En France, l’Aide Sociale à l’Enfance (ASE) a pour mission de placer chaque année cent-soixante-dix mille enfants en danger. L’objectif est de les protéger et de les faire grandir en toute sécurité.
Pourtant, l’enquête menée pendant un an par les journalistes du magazine “Zone Interdite” montre les défaillances de tout un système et une réalité alarmante pour des milliers d’enfants. Foyers d’accueil où les ados sont livrés à eux-mêmes, hôtels insalubres où ils sont parqués pendant des mois, nous avons constaté peu d’évolution malgré notre enquête choc il y a trois ans. Pourquoi y’a-t-il toujours autant de dysfonctionnements ? Qui est responsable de ces défaillances ?
Une minuscule chambre d’hôtel délabrée, une armoire placée devant la fenêtre pour éviter un drame, voilà le décor quotidien d’une jeune fille de 16 ans depuis plusieurs mois. Déscolarisée, en grande détresse psychologique, elle n’attend qu’une chose : une place dans une famille d’accueil. Mais le système est saturé. Comme elle, près de dix-mille enfants seraient ainsi parqués dans des hôtels sociaux, encadrés par des éducateurs qui dénoncent une maltraitance institutionnelle. Sans parler du coût, entre 300 000 et 500 000 euros par an et par jeune placé.
Dans les foyers où vivent la moitié des enfants de l’ASE, le tableau n’est pas toujours plus rose. Il y a trois ans, “Zone Interdite” avait montré de graves défaillances et les départements avaient promis de prendre des mesures. Or, les équipes de “Zone Interdite” se sont de nouveau infiltrées et la situation est loin de s’être améliorée. Dans l’un de ces foyers, des ados se livrent quotidiennement au trafic de drogue, plutôt que d’aller à l’école. Dans un autre, des jeunes filles passent des nuits entières dehors pour se prostituer. Certaines jouent même les rabatteuses. Les éducateurs avouent leur impuissance. Quelles sont les conséquences de ces manquements ? Les statistiques sont accablantes : 70% des enfants placés sortent de l’ASE sans diplôme. 20% sont atteints d’un handicap physique ou mental, un SDF sur quatre est un ancien enfant placé.

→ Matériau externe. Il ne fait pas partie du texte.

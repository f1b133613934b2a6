//! Compiles every schema under `tests/fixtures/` into `OUT_DIR/<stem>.rs`
//! so the decode tests can `include!` the generated decoders and run them
//! against real buffers.

use std::error::Error;
use std::path::PathBuf;
use std::{env, fs};

use ksy_compiler::{Compiler, CompilerConfig};
use ksy_schema::Schema;

fn main() -> Result<(), Box<dyn Error>> {
    let fixtures = PathBuf::from(env::var("CARGO_MANIFEST_DIR")?).join("tests/fixtures");
    let out_dir = PathBuf::from(env::var("OUT_DIR")?);
    println!("cargo:rerun-if-changed={}", fixtures.display());

    let compiler = Compiler::new(CompilerConfig::default());
    let mut paths = fs::read_dir(&fixtures)?
        .map(|entry| entry.map(|e| e.path()))
        .collect::<Result<Vec<_>, _>>()?;
    paths.retain(|p| p.extension().is_some_and(|ext| ext == "json"));
    paths.sort();

    for path in paths {
        println!("cargo:rerun-if-changed={}", path.display());
        let Some(stem) = path.file_stem().and_then(|s| s.to_str()) else {
            continue;
        };
        let schema = Schema::from_path(&path)?;
        let generated = compiler
            .compile(&schema)
            .map_err(|e| format!("{}: {e}", path.display()))?;
        fs::write(out_dir.join(format!("{stem}.rs")), generated.module)?;
    }
    Ok(())
}
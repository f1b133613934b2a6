use std::path::PathBuf;

/// Errors raised while loading a schema document.
///
/// ```text
/// ┌────────────────┬─────────────────────────────────────────────────┐
/// │ Variant        │ Cause                                           │
/// ├────────────────┼─────────────────────────────────────────────────┤
/// │ Json           │ Document is not valid JSON or has a wrong shape │
/// │ Io             │ Schema file could not be read                   │
/// │ MissingId      │ Top-level `meta.id` absent or empty             │
/// │ InvalidProcess │ `process` spec string is malformed              │
/// │ InvalidEnumKey │ Enum key is not a decimal/hex/binary integer    │
/// └────────────────┴─────────────────────────────────────────────────┘
/// ```
#[derive(Debug, thiserror::Error)]
pub enum SchemaError {
    #[error("malformed schema document: {0}")]
    Json(#[from] serde_json::Error),

    #[error("cannot read schema {path}: {source}")]
    Io {
        path: PathBuf,
        #[source]
        source: std::io::Error,
    },

    #[error("schema has no meta.id")]
    MissingId,

    #[error("invalid process spec {spec:?}: {reason}")]
    InvalidProcess { spec: String, reason: &'static str },

    #[error("enum key {key:?} is not an integer")]
    InvalidEnumKey { key: String },
}
//! Record and enum tables for one schema.
//!
//! Nested record types are flattened depth-first (the top-level record
//! is index 0). Each record carries the byte order and text encoding in
//! effect for it, inherited from its lexical parent unless its own
//! `meta` overrides them: byte order is an explicit per-record value,
//! never shared state consulted while compiling.

use std::collections::BTreeSet;

use ksy_schema::{Attribute, EnumSpec, Endianness, Schema, TypeSpec};

use crate::config::CompilerConfig;
use crate::error::{CompileError, Site};
use crate::naming;
use crate::resolve::{TypeRef, resolve_type};

#[derive(Debug)]
pub struct RecordInfo<'s> {
    pub spec: &'s TypeSpec,
    pub schema_name: String,
    pub rust_name: String,
    pub lexical_parent: Option<usize>,
    /// Nested `types`, by schema name.
    pub children: Vec<(String, usize)>,
    /// Declared `enums`, by schema name, as indices into [`SchemaScope::enums`].
    pub enums: Vec<(String, usize)>,
    pub endian: Endianness,
    pub encoding: Option<String>,
    /// Record types that can hold this one as a field, i.e. what its
    /// `_parent` may be. Empty only for the top-level record.
    pub parents: Vec<usize>,
}

#[derive(Debug)]
pub struct EnumInfo<'s> {
    pub spec: &'s EnumSpec,
    pub schema_name: String,
    pub rust_name: String,
    pub owner: usize,
    pub variants: Vec<VariantInfo>,
    /// Variant holding values without a symbolic name.
    pub catch_all: String,
}

#[derive(Clone, Debug)]
pub struct VariantInfo {
    pub value: i64,
    pub id: String,
    pub rust_name: String,
    pub doc: Option<String>,
}

impl EnumInfo<'_> {
    pub fn variant(&self, id: &str) -> Option<&VariantInfo> {
        self.variants.iter().find(|v| v.id == id)
    }
}

#[derive(Debug)]
pub struct SchemaScope<'s> {
    pub records: Vec<RecordInfo<'s>>,
    pub enums: Vec<EnumInfo<'s>>,
}

impl<'s> SchemaScope<'s> {
    /// Flatten the schema, name every record and enum, and infer parents.
    ///
    /// # Errors
    ///
    /// [`CompileError::DuplicateName`] if two enum literals of one enum
    /// map to the same variant name, and any type resolution error met
    /// while inferring parent links.
    pub fn build(schema: &'s Schema, config: &CompilerConfig) -> Result<Self, CompileError> {
        let mut scope = Self {
            records: Vec::new(),
            enums: Vec::new(),
        };
        scope.flatten(&schema.root, schema.id(), None, config.default_endian, None);
        scope.register_enums()?;
        scope.infer_parents()?;
        Ok(scope)
    }

    fn flatten(
        &mut self,
        spec: &'s TypeSpec,
        name: &str,
        lexical_parent: Option<usize>,
        endian: Endianness,
        encoding: Option<String>,
    ) -> usize {
        let endian = spec.meta.endian.unwrap_or(endian);
        let encoding = spec.meta.encoding.clone().or(encoding);
        let idx = self.records.len();
        self.records.push(RecordInfo {
            spec,
            schema_name: name.to_owned(),
            rust_name: naming::type_name(name),
            lexical_parent,
            children: Vec::new(),
            enums: Vec::new(),
            endian,
            encoding: encoding.clone(),
            parents: Vec::new(),
        });
        for (child_name, child) in &spec.types {
            let child_idx = self.flatten(child, child_name, Some(idx), endian, encoding.clone());
            self.records[idx].children.push((child_name.clone(), child_idx));
        }
        idx
    }

    fn register_enums(&mut self) -> Result<(), CompileError> {
        for owner in 0..self.records.len() {
            let record = &self.records[owner];
            let spec = record.spec;
            let mut owned = Vec::new();
            for (name, enum_spec) in &spec.enums {
                let rust_name = if owner == 0 {
                    naming::type_name(name)
                } else {
                    format!("{}{}", record.rust_name, naming::type_name(name))
                };
                let mut variants: Vec<VariantInfo> = Vec::new();
                for (value, literal) in &enum_spec.values {
                    let rust = naming::variant_name(&literal.id);
                    if let Some(clash) = variants.iter().find(|v| v.rust_name == rust) {
                        return Err(CompileError::DuplicateName {
                            name: format!("{rust_name}::{rust}"),
                            first: clash.id.clone(),
                            second: literal.id.clone(),
                        });
                    }
                    variants.push(VariantInfo {
                        value: *value,
                        id: literal.id.clone(),
                        rust_name: rust,
                        doc: literal.doc.clone(),
                    });
                }
                let catch_all = if variants.iter().any(|v| v.rust_name == "Unknown") {
                    "UnknownValue"
                } else {
                    "Unknown"
                };
                owned.push((name.clone(), self.enums.len()));
                self.enums.push(EnumInfo {
                    spec: enum_spec,
                    schema_name: name.clone(),
                    rust_name,
                    owner,
                    variants,
                    catch_all: catch_all.to_owned(),
                });
            }
            self.records[owner].enums = owned;
        }
        Ok(())
    }

    /// Every attribute of a record: sequence first, then instances.
    pub fn attributes(&self, record: usize) -> impl Iterator<Item = &'s Attribute> + use<'s> {
        let spec = self.records[record].spec;
        spec.seq
            .iter()
            .chain(spec.instances.iter().map(|(_, attr)| attr))
    }

    fn infer_parents(&mut self) -> Result<(), CompileError> {
        let mut users: Vec<BTreeSet<usize>> = vec![BTreeSet::new(); self.records.len()];
        for record in 0..self.records.len() {
            for attr in self.attributes(record) {
                let site = Site {
                    record: &self.records[record].schema_name,
                    field: &attr.id,
                };
                if let Some(ty) = resolve_type(self, record, attr, site)? {
                    for target in referenced_records(&ty) {
                        users[target].insert(record);
                    }
                }
            }
        }
        for (idx, record_users) in users.into_iter().enumerate().skip(1) {
            let record = &mut self.records[idx];
            record.parents = if record_users.is_empty() {
                record.lexical_parent.into_iter().collect()
            } else {
                record_users.into_iter().collect()
            };
            tracing::trace!(record = %record.schema_name, parents = ?record.parents, "inferred parents");
        }
        Ok(())
    }

    /// Record types that can sit `depth` levels above `record`.
    ///
    /// Depth 1 gives the possible `_parent` types, depth 2 the possible
    /// `_parent._parent` types, and so on. The top-level record has no
    /// parents, so chains through it end there.
    pub fn ancestors(&self, record: usize, depth: usize) -> Vec<usize> {
        let mut level = BTreeSet::from([record]);
        for _ in 0..depth {
            level = level
                .iter()
                .flat_map(|r| self.records[*r].parents.iter().copied())
                .collect();
        }
        level.into_iter().collect()
    }

    pub fn root(&self) -> &RecordInfo<'s> {
        &self.records[0]
    }

    fn child(&self, record: usize, name: &str) -> Option<usize> {
        self.records[record]
            .children
            .iter()
            .find(|(n, _)| n == name)
            .map(|(_, idx)| *idx)
    }

    /// Resolve a (possibly `::`-qualified) type name as seen from `from`.
    ///
    /// The first segment is looked up among the nested types of `from`,
    /// then of each lexical ancestor; the top-level record also answers
    /// to its own id.
    pub fn lookup_record(&self, from: usize, path: &str) -> Option<usize> {
        let mut segments = path.split("::");
        let first = segments.next()?;
        let mut at = Some(from);
        let mut found = None;
        while let Some(idx) = at {
            if let Some(child) = self.child(idx, first) {
                found = Some(child);
                break;
            }
            at = self.records[idx].lexical_parent;
        }
        let mut current = found.or_else(|| (self.records[0].schema_name == first).then_some(0))?;
        for segment in segments {
            current = self.child(current, segment)?;
        }
        Some(current)
    }

    /// Resolve an enum name (`kind` or `header::kind`) as seen from `from`.
    pub fn lookup_enum(&self, from: usize, path: &str) -> Option<usize> {
        let in_record = |record: usize, name: &str| {
            self.records[record]
                .enums
                .iter()
                .find(|(n, _)| n == name)
                .map(|(_, idx)| *idx)
        };
        if let Some((owner, name)) = path.rsplit_once("::") {
            return in_record(self.lookup_record(from, owner)?, name);
        }
        let mut at = Some(from);
        while let Some(idx) = at {
            if let Some(found) = in_record(idx, path) {
                return Some(found);
            }
            at = self.records[idx].lexical_parent;
        }
        None
    }
}

fn referenced_records(ty: &TypeRef) -> Vec<usize> {
    match ty {
        TypeRef::Primitive(_) => Vec::new(),
        TypeRef::UserDefined(idx) => vec![*idx],
        TypeRef::Switch(switch) => switch
            .cases
            .iter()
            .chain(switch.default.as_deref())
            .flat_map(|case| referenced_records(&case.ty))
            .collect(),
    }
}
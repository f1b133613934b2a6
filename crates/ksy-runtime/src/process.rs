//! Byte transforms applied to raw field bytes before interpretation.
//!
//! A field's `process` pipeline runs these in declaration order on the
//! bytes the stream produced; the output then feeds the field's type
//! (primitive decode or nested record stream).
//!
//! ```text
//! ┌──────────────┬────────────────────────────────────────────────────┐
//! │ Transform    │ Behavior                                           │
//! ├──────────────┼────────────────────────────────────────────────────┤
//! │ xor(k)       │ every byte XOR the single key byte                 │
//! │ xor([k..])   │ byte i XOR key[i mod key.len()]; empty key = noop  │
//! │ rol(n)       │ rotate each byte left by n mod 8 bits              │
//! │ ror(n)       │ rotate each byte right by n mod 8 bits             │
//! │ zlib         │ inflate a zlib stream (bounded)                    │
//! │ zstd         │ decode a zstd frame (bounded)                      │
//! └──────────────┴────────────────────────────────────────────────────┘
//! ```

use std::io::{Cursor, Read};

use flate2::read::ZlibDecoder;

use crate::error::DecodeError;

/// Upper bound on the output of a single decompression transform.
///
/// Inputs that would inflate beyond this are rejected with
/// [`DecodeError::DecompressionBomb`] before the full output is buffered.
///
/// Default: 64 MiB.
pub const MAX_DECOMPRESSED_SIZE: usize = 64 * 1024 * 1024;

/// XOR every byte with a single key byte.
#[must_use]
pub fn process_xor_one(data: &[u8], key: u8) -> Vec<u8> {
    data.iter().map(|b| b ^ key).collect()
}

/// XOR with a repeating multi-byte key.
///
/// An empty key leaves the data unchanged.
#[must_use]
pub fn process_xor_many(data: &[u8], key: &[u8]) -> Vec<u8> {
    if key.is_empty() {
        return data.to_vec();
    }
    data.iter()
        .zip(key.iter().cycle())
        .map(|(b, k)| b ^ k)
        .collect()
}

#[must_use]
pub fn process_rotate_left(data: &[u8], amount: u32) -> Vec<u8> {
    data.iter().map(|b| b.rotate_left(amount % 8)).collect()
}

#[must_use]
pub fn process_rotate_right(data: &[u8], amount: u32) -> Vec<u8> {
    data.iter().map(|b| b.rotate_right(amount % 8)).collect()
}

/// Inflate a zlib stream.
///
/// # Errors
///
/// - [`DecodeError::DecompressFailed`] if the input is not a valid zlib
///   stream (bad header, corrupt data, truncated input).
/// - [`DecodeError::DecompressionBomb`] if the output would exceed
///   [`MAX_DECOMPRESSED_SIZE`].
pub fn process_zlib(data: &[u8]) -> Result<Vec<u8>, DecodeError> {
    let out = read_bounded(ZlibDecoder::new(data), MAX_DECOMPRESSED_SIZE)?;
    tracing::debug!(input = data.len(), output = out.len(), "inflated zlib field");
    Ok(out)
}

/// Decode a zstd frame.
///
/// # Errors
///
/// Same conditions as [`process_zlib`].
pub fn process_zstd(data: &[u8]) -> Result<Vec<u8>, DecodeError> {
    let decoder = zstd::stream::read::Decoder::new(Cursor::new(data))
        .map_err(|e| DecodeError::DecompressFailed(e.to_string()))?;
    let out = read_bounded(decoder, MAX_DECOMPRESSED_SIZE)?;
    tracing::debug!(input = data.len(), output = out.len(), "decoded zstd field");
    Ok(out)
}

/// Drain `reader`, failing once more than `limit` bytes come out.
fn read_bounded<R: Read>(reader: R, limit: usize) -> Result<Vec<u8>, DecodeError> {
    let mut out = Vec::new();
    reader
        .take(limit as u64 + 1)
        .read_to_end(&mut out)
        .map_err(|e| DecodeError::DecompressFailed(e.to_string()))?;
    if out.len() > limit {
        return Err(DecodeError::DecompressionBomb { limit });
    }
    Ok(out)
}

#[cfg(test)]
mod tests {
    use std::io::Write;

    use flate2::Compression;
    use flate2::write::ZlibEncoder;

    use super::*;

    fn deflate(data: &[u8]) -> Vec<u8> {
        let mut enc = ZlibEncoder::new(Vec::new(), Compression::default());
        enc.write_all(data).unwrap();
        enc.finish().unwrap()
    }

    #[test]
    fn xor_single_key() {
        assert_eq!(process_xor_one(&[0x10, 0x20], 0xFF), vec![0xEF, 0xDF]);
    }

    #[test]
    fn xor_key_wraps_around() {
        assert_eq!(process_xor_many(&[0x10, 0x20], &[0x01, 0x02]), vec![0x11, 0x22]);
        assert_eq!(
            process_xor_many(&[0x00, 0x00, 0x00], &[0xAA, 0x55]),
            vec![0xAA, 0x55, 0xAA]
        );
    }

    #[test]
    fn xor_empty_key_is_identity() {
        assert_eq!(process_xor_many(&[1, 2, 3], &[]), vec![1, 2, 3]);
    }

    #[test]
    fn rotations_are_per_byte_and_inverse() {
        assert_eq!(process_rotate_left(&[0b1000_0001], 1), vec![0b0000_0011]);
        assert_eq!(process_rotate_right(&[0b0000_0011], 1), vec![0b1000_0001]);
        assert_eq!(process_rotate_left(&[0x12], 8), vec![0x12]);
        let data = [0x01, 0x80, 0x5A];
        assert_eq!(process_rotate_right(&process_rotate_left(&data, 3), 3), data);
    }

    #[test]
    fn zlib_inflates() {
        let packed = deflate(b"hello hello hello");
        assert_eq!(process_zlib(&packed).unwrap(), b"hello hello hello");
    }

    #[test]
    fn zlib_rejects_garbage() {
        assert!(matches!(
            process_zlib(b"definitely not zlib"),
            Err(DecodeError::DecompressFailed(_))
        ));
    }

    #[test]
    fn bounded_read_rejects_oversized_output() {
        let packed = deflate(&[0u8; 4096]);
        let err = read_bounded(ZlibDecoder::new(packed.as_slice()), 100).unwrap_err();
        assert_eq!(err, DecodeError::DecompressionBomb { limit: 100 });
    }

    #[test]
    fn zstd_decodes() {
        let packed = zstd::encode_all(Cursor::new(b"frame payload".to_vec()), 3).unwrap();
        assert_eq!(process_zstd(&packed).unwrap(), b"frame payload");
    }
}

Il existe bien sûr des cocons dans lesquels ces enfants s’épanouissent en toute quiétude. Comme chez Aline, dans l’Allier, qui héberge trois enfants de l’ASE dans sa propre famille. Malheureusement, cette de enquête de “Zone Interdite” révèle aussi de graves manquements dans le recrutement des familles d’accueil. Les journalistes se sont fait passer pour un couple souhaitant recevoir des enfants placés. Une simple rencontre a suffi. Le prestataire de l’ASE était prêt à leur confier plusieurs mineurs, en échange d’une indemnité alléchante : 1 500 euros net par mois et par enfant. Et cela sans rien savoir de ce couple et sans même contrôler son identité.